Fifteen hours later Heather was in the intensive care unit, recovering from a heart transplant operation.
After she had spent 40 days at St. Marys Hospital, Rochester, a compatible donor heart was located for Heather Sunday evening.
At 4 a m. today, the transplant operation began, finishing at 7 a.m, today.
“The heart’s in and working well,” said Dr. Chris McGregor, the surgeon who operated.
Heather Neal became sick in the fall of 1993 following a bout with walking pneumonia. In October of that year, she was rushed to the emergency room after having difficulty breathing. The Neals were shocked by Heather’s diagnosis — congestive heart failure.
A virus had made its way to her heart causing it to enlarge and fluid to collect in her lungs. A series of medications to strengthen the heart during the next several months were ineffective. Finally Heather was placed on the waiting list for a donor heart.
For Heather’s parents, Rose and Walter Neal, the new heart is just the beginning of their daughter’s recovery.
“We’re not out of the woods just yet,” Rose Neal. “We’ve got lots to go. There will be ups and downs.”

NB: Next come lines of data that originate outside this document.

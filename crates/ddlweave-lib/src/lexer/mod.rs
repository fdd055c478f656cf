//! SQL lexer.
//!
//! A fixed chain of producers is tried at every position. The first producer that
//! claims the input wins. Producers that yield a run (words, integers, strings,
//! delimited identifiers) only claim it when the run is followed by a terminator:
//! end of input, whitespace, a control character or structural punctuation. This
//! is what makes `12abc` or `'x'y` a lexical error instead of two tokens.

mod config;
mod error;
mod token;

#[cfg(test)]
mod lexer_tests;

pub use config::{IdentifierDelimiter, LexerConfig};
pub use error::LexError;
pub use token::{Position, Span, Token, TokenKind};

use tracing::instrument;

#[derive(Debug, Clone, Default)]
pub struct Lexer {
    config: LexerConfig,
}

impl Lexer {
    pub fn new(config: LexerConfig) -> Self {
        Self { config }
    }

    pub fn sqlite() -> Self {
        Self::new(LexerConfig::sqlite())
    }

    pub fn config(&self) -> &LexerConfig {
        &self.config
    }

    #[instrument(name = "lexer::tokenize", level = "trace", skip_all, fields(len = source.len()))]
    pub fn tokenize(&self, source: &str) -> Result<Vec<Token>, LexError> {
        let mut cursor = Cursor::new(source);
        let mut tokens = Vec::new();

        while let Some(ch) = cursor.peek() {
            let lexeme = self.produce(&cursor)?;
            let Some(lexeme) = lexeme else {
                return Err(LexError::UnexpectedCharacter {
                    ch,
                    span: cursor.span(ch.len_utf8()),
                });
            };

            let span = cursor.span(lexeme.len);
            cursor.advance(lexeme.len);
            if let Some(kind) = lexeme.kind {
                tokens.push(Token::new(kind, span));
            }
        }

        tracing::trace!(count = tokens.len(), "tokenized");
        Ok(tokens)
    }

    fn produce(&self, cursor: &Cursor<'_>) -> Result<Option<Lexeme>, LexError> {
        for producer in Producer::ORDER {
            if let Some(lexeme) = producer.produce(cursor, &self.config)? {
                return Ok(Some(lexeme));
            }
        }
        Ok(None)
    }
}

/// Tokenize with the SQLite lexer settings.
pub fn tokenize(source: &str) -> Result<Vec<Token>, LexError> {
    Lexer::sqlite().tokenize(source)
}

struct Lexeme {
    len: usize,
    /// `None` for trivia.
    kind: Option<TokenKind>,
}

impl Lexeme {
    fn skip(len: usize) -> Self {
        Self { len, kind: None }
    }

    fn token(len: usize, kind: TokenKind) -> Self {
        Self {
            len,
            kind: Some(kind),
        }
    }
}

struct Cursor<'s> {
    source: &'s str,
    offset: usize,
    position: Position,
}

impl<'s> Cursor<'s> {
    fn new(source: &'s str) -> Self {
        Self {
            source,
            offset: 0,
            position: Position::START,
        }
    }

    fn rest(&self) -> &'s str {
        &self.source[self.offset..]
    }

    fn peek(&self) -> Option<char> {
        self.rest().chars().next()
    }

    fn span(&self, len: usize) -> Span {
        Span::new(self.offset, self.offset + len, self.position)
    }

    fn advance(&mut self, len: usize) {
        for ch in self.source[self.offset..self.offset + len].chars() {
            if ch == '\n' {
                self.position.line += 1;
                self.position.column = 1;
            } else {
                self.position.column += 1;
            }
        }
        self.offset += len;
    }
}

#[derive(Debug, Clone, Copy)]
enum Producer {
    Trivia,
    Word,
    Punctuation,
    Integer,
    String,
    DelimitedIdentifier,
}

impl Producer {
    const ORDER: [Producer; 6] = [
        Producer::Trivia,
        Producer::Word,
        Producer::Punctuation,
        Producer::Integer,
        Producer::String,
        Producer::DelimitedIdentifier,
    ];

    fn produce(self, cursor: &Cursor<'_>, config: &LexerConfig) -> Result<Option<Lexeme>, LexError> {
        let rest = cursor.rest();
        let Some(first) = rest.chars().next() else {
            return Ok(None);
        };

        let lexeme = match self {
            Producer::Trivia => return trivia(cursor, config),
            Producer::Word => {
                if !(first.is_ascii_alphabetic() || first == '_') {
                    return Ok(None);
                }
                let len = run_length(rest, |c| c.is_ascii_alphanumeric() || c == '_');
                Lexeme::token(len, TokenKind::Word(rest[..len].to_string()))
            }
            Producer::Punctuation => {
                if !config.is_punctuation(first) {
                    return Ok(None);
                }
                return Ok(Some(Lexeme::token(
                    first.len_utf8(),
                    TokenKind::Punctuation(first),
                )));
            }
            Producer::Integer => {
                let sign = usize::from(matches!(first, '+' | '-'));
                let digits = run_length(&rest[sign..], |c| c.is_ascii_digit());
                if digits == 0 {
                    return Ok(None);
                }
                let len = sign + digits;
                if !config.is_terminator(rest[len..].chars().next()) {
                    return Ok(None);
                }
                let text = &rest[..len];
                let value = text.parse::<i64>().map_err(|_| LexError::IntegerOverflow {
                    text: text.to_string(),
                    span: cursor.span(len),
                })?;
                Lexeme::token(len, TokenKind::Integer(value))
            }
            Producer::String => {
                if first != '\'' {
                    return Ok(None);
                }
                let Some((len, value)) = scan_quoted(rest, '\'', true) else {
                    return Err(LexError::UnterminatedString {
                        span: cursor.span(rest.len()),
                    });
                };
                Lexeme::token(len, TokenKind::StringLiteral(value))
            }
            Producer::DelimitedIdentifier => {
                let Some(delimiter) = config.delimiter_opening(first) else {
                    return Ok(None);
                };
                let Some((len, text)) =
                    scan_quoted(rest, delimiter.close(), delimiter.escapes_by_doubling())
                else {
                    return Err(LexError::UnterminatedIdentifier {
                        span: cursor.span(rest.len()),
                    });
                };
                if text.is_empty() {
                    return Err(LexError::EmptyIdentifier {
                        span: cursor.span(len),
                    });
                }
                Lexeme::token(
                    len,
                    TokenKind::Identifier {
                        text,
                        delimited: true,
                    },
                )
            }
        };

        if !config.is_terminator(rest[lexeme.len..].chars().next()) {
            return Ok(None);
        }
        Ok(Some(lexeme))
    }
}

fn trivia(cursor: &Cursor<'_>, config: &LexerConfig) -> Result<Option<Lexeme>, LexError> {
    let rest = cursor.rest();
    let blank = |c: char| c.is_whitespace() || c.is_control();

    let len = run_length(rest, blank);
    if len > 0 {
        return Ok(Some(Lexeme::skip(len)));
    }
    if !config.comments {
        return Ok(None);
    }
    if rest.starts_with("--") {
        // The newline itself is left for the whitespace branch.
        let len = rest.find('\n').unwrap_or(rest.len());
        return Ok(Some(Lexeme::skip(len)));
    }
    if rest.starts_with("/*") {
        return match rest[2..].find("*/") {
            Some(end) => Ok(Some(Lexeme::skip(end + 4))),
            None => Err(LexError::UnterminatedComment {
                span: cursor.span(rest.len()),
            }),
        };
    }
    Ok(None)
}

/// Byte length of the leading run of characters satisfying `accept`.
fn run_length(text: &str, accept: impl Fn(char) -> bool) -> usize {
    text.find(|c: char| !accept(c)).unwrap_or(text.len())
}

/// Scan a quoted run whose opening character is at index 0. Returns the byte length
/// including both quotes and the unescaped content, or `None` when unterminated.
fn scan_quoted(text: &str, close: char, doubling: bool) -> Option<(usize, String)> {
    let mut value = String::new();
    let mut chars = text.char_indices().skip(1).peekable();
    while let Some((index, ch)) = chars.next() {
        if ch == close {
            if doubling && chars.peek().is_some_and(|&(_, next)| next == close) {
                value.push(ch);
                chars.next();
                continue;
            }
            return Some((index + ch.len_utf8(), value));
        }
        value.push(ch);
    }
    None
}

Yet the family was pleased by the good compatibility. “I feel good,” Walter Neal said. “I’m glad the wait is over. Now we see the light at the end of the tunnel.”
Heather’s surgery finished as the first light of morning was visible through the waiting room windows.
After waiting up most of the night, the Neal family — including an assortment of relatives who rushed to the hospital, expressed relief at the surgeon’s report.
“I’m tired though,” Walter Neal said as he headed down the hospital corridor in search of coffee. “Very tired.”
Heather’s expected to remain in the hospital for 12 days following the surgery.
The Mayo Clinic, which has an association with St. Marys Hospital, has been doing heart transplants for five years. Heather was the 84th patient to receive another heart.
Neal 'feels pretty good'
by Susan B. Gwiasda
January 10, 1995 • Dubuque Telegraph Herald
A day after her heart transplant operation, Heather Neal was conscious and speaking to her parents.
“She feels pretty good,” said Rose Neal, Heather’s mother. “We’re talking to her for the first time. Her throat is a little sore.”
Heather, 21, of rural Dubuque, has been waiting for a new heart since she was admitted to St. Marys Hospital, Rochester, at the end of November. Late Sunday evening, after 40 days in the hospital, a compatible donor heart was found.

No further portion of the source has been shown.